> [What this task involves]
Go through the material underneath and show every line where the string "loop" occurs.
++++++++++
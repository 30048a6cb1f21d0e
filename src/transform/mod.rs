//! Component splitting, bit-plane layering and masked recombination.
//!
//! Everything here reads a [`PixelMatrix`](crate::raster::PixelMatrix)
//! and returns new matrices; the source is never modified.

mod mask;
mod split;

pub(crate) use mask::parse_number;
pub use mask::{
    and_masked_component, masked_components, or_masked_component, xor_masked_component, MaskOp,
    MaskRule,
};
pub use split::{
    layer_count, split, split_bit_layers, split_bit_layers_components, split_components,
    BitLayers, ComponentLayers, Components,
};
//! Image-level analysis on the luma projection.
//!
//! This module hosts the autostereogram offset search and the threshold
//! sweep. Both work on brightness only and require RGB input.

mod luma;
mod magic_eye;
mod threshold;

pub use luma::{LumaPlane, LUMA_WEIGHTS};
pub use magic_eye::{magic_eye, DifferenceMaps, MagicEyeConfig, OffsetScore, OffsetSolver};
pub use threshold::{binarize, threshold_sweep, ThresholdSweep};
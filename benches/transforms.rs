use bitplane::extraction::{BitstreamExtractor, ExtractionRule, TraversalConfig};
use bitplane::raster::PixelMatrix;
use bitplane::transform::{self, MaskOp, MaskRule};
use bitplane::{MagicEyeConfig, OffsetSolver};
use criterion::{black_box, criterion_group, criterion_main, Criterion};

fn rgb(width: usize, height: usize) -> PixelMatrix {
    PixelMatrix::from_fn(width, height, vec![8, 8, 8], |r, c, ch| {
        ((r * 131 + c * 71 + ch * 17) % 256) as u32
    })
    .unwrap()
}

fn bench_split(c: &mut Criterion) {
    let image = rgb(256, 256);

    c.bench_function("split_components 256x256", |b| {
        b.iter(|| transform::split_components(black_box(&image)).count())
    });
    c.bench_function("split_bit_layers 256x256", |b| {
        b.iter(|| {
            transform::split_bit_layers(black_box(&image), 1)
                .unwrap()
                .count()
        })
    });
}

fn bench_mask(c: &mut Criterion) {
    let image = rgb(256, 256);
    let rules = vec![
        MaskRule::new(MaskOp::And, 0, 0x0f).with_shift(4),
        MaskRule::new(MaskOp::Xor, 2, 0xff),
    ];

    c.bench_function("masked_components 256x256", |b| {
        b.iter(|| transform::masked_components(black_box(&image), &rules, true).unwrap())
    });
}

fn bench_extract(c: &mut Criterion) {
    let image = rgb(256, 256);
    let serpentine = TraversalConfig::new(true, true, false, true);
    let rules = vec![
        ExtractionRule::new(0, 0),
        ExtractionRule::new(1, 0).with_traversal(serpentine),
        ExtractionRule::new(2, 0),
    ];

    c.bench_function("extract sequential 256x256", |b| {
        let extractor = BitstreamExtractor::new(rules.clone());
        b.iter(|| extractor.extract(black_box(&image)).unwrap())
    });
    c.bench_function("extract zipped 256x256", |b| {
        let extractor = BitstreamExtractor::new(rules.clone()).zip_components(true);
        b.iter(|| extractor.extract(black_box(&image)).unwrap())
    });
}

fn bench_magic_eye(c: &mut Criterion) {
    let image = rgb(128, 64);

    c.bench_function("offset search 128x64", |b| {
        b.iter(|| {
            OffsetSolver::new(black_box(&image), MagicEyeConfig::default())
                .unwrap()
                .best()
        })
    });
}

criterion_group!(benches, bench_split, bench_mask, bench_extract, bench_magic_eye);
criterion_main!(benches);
++++++++++
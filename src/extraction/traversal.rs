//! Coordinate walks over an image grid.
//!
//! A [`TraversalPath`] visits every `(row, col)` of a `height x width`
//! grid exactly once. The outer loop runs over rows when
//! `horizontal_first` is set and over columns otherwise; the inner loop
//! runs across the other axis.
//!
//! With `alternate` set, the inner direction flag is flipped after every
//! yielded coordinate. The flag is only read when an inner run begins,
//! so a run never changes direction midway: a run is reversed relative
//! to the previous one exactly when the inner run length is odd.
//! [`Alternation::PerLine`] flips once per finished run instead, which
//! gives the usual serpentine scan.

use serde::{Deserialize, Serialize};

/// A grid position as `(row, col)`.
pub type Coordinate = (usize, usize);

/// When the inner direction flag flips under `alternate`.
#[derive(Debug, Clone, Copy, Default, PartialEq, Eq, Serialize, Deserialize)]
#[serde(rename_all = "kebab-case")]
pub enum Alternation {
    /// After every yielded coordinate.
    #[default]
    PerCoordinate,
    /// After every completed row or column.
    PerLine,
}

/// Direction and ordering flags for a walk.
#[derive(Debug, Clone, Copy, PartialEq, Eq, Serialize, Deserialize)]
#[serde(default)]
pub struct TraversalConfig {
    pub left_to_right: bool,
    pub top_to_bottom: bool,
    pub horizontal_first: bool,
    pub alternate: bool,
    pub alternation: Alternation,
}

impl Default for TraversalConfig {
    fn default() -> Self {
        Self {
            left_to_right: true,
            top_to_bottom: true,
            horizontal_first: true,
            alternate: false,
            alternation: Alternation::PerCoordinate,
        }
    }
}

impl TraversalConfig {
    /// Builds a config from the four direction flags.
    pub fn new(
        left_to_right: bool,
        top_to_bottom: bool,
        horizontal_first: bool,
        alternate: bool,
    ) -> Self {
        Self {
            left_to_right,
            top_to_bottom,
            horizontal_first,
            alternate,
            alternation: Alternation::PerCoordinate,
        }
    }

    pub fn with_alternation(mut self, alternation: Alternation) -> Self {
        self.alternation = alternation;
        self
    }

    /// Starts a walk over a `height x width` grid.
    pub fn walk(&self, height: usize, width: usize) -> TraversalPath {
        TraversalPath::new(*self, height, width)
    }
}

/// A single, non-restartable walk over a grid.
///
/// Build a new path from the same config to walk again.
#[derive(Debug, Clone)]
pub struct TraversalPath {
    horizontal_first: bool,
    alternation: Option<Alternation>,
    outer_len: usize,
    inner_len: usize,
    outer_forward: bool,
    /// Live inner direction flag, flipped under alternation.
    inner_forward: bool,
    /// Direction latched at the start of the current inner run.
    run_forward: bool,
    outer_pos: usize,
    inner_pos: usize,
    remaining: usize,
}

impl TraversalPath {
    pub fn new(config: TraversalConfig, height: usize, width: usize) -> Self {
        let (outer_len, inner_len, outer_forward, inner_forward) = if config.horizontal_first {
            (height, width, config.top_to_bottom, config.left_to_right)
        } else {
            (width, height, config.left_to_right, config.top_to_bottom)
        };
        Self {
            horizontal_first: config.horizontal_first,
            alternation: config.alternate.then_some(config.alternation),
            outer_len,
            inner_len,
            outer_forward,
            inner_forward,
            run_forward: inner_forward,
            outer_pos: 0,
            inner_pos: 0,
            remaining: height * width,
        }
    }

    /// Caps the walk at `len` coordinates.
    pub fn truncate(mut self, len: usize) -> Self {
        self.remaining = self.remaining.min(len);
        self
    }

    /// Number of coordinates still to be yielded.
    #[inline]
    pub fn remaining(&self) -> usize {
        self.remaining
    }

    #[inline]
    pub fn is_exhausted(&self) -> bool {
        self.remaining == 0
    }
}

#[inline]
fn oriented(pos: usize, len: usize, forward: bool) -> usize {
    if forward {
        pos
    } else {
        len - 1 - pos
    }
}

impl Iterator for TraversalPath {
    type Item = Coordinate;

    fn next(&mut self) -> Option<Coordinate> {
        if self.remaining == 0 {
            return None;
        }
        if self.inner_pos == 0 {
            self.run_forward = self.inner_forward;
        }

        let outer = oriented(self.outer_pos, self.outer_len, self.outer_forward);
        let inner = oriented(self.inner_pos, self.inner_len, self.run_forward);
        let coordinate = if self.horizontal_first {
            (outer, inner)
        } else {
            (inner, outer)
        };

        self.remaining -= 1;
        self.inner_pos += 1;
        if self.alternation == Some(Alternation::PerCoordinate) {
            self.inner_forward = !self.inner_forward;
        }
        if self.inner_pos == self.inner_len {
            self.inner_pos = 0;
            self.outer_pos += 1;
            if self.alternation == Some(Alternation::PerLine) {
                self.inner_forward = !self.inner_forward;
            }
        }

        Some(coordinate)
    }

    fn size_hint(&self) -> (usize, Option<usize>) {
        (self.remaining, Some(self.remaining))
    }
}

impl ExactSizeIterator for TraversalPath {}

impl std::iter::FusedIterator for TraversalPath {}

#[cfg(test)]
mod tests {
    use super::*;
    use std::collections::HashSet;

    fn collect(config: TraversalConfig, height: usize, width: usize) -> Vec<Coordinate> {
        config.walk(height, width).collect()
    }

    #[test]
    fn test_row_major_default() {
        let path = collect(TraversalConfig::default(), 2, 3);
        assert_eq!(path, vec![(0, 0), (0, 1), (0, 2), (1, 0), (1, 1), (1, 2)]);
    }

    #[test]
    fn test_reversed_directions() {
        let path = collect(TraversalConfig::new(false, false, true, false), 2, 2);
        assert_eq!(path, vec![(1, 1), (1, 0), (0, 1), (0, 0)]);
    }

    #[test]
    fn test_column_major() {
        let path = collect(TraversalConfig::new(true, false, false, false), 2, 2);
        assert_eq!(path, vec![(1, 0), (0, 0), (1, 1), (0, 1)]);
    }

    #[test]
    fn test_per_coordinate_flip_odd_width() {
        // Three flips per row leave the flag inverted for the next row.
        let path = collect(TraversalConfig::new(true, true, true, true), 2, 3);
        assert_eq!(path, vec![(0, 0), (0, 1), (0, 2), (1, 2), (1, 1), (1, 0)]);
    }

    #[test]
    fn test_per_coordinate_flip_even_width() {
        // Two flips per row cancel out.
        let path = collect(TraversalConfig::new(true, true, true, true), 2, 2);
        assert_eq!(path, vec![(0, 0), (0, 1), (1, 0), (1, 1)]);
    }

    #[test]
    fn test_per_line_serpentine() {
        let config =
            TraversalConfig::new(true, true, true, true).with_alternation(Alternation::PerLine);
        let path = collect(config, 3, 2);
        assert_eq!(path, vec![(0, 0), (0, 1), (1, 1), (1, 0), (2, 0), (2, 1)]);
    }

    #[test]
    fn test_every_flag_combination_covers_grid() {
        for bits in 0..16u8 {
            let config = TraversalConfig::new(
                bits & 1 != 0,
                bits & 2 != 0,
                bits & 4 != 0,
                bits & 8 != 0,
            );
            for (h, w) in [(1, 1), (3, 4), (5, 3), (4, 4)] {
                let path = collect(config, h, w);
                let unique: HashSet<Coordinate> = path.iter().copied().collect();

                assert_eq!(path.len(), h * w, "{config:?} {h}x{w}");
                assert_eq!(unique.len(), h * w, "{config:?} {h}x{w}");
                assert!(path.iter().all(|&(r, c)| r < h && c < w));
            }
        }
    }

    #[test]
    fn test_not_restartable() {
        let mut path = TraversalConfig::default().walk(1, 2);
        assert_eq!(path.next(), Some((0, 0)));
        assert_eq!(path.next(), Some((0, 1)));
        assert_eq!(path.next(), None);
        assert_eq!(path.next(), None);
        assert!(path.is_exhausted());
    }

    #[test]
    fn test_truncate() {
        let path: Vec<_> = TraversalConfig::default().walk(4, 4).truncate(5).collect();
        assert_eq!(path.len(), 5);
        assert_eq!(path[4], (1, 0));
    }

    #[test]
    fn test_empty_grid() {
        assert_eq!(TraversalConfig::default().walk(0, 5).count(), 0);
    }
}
++++++++++
> [Exercise output]
//! grid exactly once. The outer loop runs over rows when
//! `horizontal_first` is set and over columns otherwise; the inner loop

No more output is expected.